Collection entries
· · · · · · ·
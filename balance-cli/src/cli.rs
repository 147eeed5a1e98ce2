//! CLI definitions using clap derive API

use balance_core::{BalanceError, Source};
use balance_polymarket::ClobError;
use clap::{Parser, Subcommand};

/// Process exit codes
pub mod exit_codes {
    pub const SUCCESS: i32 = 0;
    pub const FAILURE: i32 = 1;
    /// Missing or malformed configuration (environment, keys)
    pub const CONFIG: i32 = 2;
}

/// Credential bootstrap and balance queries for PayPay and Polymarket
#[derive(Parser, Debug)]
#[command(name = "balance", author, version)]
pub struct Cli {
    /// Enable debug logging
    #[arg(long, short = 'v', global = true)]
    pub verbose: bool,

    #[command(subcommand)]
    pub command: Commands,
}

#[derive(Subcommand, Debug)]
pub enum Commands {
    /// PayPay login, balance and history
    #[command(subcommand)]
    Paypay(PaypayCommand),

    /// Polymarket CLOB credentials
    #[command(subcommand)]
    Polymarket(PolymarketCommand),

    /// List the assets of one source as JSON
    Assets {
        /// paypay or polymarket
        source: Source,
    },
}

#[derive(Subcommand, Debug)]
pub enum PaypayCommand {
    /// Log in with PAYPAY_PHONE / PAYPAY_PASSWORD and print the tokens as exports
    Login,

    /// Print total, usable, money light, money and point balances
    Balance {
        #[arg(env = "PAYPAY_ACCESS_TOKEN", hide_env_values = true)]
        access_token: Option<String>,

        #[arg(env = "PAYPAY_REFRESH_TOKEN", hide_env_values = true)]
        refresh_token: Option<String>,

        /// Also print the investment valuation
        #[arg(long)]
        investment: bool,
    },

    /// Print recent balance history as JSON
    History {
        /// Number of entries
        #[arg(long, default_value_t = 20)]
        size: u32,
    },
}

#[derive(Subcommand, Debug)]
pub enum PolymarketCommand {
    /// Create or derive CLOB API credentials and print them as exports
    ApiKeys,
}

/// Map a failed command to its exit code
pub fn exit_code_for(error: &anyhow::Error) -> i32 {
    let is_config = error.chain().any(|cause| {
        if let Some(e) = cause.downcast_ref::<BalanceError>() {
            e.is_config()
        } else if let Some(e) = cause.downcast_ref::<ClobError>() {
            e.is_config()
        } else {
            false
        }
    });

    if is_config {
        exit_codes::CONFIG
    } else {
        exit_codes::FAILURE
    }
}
· · · · · · ·
> [Prompt]
Which lines of the data include "cause"? Copy each of them.

> [Exercise output]
    let is_config = error.chain().any(|cause| {
        if let Some(e) = cause.downcast_ref::<BalanceError>() {
        } else if let Some(e) = cause.downcast_ref::<ClobError>() {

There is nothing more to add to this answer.